• **BRIEF**
Compute how many lines in the data below contain "seen"; answer only with that number.

• **DATA EXCERPTS**

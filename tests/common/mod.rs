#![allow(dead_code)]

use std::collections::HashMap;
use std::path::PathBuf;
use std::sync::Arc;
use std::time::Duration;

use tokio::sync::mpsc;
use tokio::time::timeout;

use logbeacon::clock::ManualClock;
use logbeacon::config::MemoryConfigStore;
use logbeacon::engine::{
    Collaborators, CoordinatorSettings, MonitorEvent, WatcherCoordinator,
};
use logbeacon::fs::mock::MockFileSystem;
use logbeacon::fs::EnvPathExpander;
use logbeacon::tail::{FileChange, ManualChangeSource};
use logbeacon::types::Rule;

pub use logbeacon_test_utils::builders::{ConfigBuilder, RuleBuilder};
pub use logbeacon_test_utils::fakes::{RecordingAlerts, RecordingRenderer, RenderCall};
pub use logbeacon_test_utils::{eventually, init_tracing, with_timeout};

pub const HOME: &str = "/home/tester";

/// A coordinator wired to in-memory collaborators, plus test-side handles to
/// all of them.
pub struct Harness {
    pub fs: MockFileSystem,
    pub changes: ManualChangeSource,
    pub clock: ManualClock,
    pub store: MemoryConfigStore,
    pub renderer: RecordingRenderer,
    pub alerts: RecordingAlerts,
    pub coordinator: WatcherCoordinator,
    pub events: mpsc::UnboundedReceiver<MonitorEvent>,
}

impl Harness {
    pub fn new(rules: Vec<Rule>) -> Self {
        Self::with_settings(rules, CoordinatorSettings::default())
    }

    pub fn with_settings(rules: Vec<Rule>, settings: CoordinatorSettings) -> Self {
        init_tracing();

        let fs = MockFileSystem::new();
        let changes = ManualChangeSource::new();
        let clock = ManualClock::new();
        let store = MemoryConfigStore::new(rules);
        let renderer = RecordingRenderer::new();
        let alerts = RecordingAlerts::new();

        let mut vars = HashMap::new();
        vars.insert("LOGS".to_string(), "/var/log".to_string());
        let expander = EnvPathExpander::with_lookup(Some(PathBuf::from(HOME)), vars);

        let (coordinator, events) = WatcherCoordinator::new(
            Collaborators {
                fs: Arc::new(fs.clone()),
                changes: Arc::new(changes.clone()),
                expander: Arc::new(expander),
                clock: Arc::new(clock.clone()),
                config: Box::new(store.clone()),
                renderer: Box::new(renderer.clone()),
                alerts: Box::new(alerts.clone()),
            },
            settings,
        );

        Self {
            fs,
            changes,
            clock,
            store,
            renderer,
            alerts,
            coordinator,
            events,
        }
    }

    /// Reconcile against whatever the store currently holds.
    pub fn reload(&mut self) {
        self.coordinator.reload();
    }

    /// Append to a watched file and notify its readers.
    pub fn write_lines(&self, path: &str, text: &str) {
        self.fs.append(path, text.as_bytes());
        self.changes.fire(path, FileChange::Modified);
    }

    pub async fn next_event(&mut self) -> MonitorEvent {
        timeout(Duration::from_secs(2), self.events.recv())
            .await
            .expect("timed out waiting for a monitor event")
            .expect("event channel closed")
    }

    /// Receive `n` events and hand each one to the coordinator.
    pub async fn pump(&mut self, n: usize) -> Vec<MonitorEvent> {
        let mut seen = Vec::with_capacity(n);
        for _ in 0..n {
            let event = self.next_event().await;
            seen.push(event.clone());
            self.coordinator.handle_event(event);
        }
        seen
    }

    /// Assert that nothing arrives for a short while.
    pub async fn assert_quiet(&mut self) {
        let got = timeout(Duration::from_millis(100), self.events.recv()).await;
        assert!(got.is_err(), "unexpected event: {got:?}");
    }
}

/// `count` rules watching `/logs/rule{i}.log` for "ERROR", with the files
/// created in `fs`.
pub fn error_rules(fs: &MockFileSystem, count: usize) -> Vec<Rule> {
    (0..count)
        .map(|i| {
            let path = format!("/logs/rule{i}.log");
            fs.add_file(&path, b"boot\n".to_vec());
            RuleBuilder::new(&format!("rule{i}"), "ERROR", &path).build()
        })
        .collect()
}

• **RESPONSE AREA**
3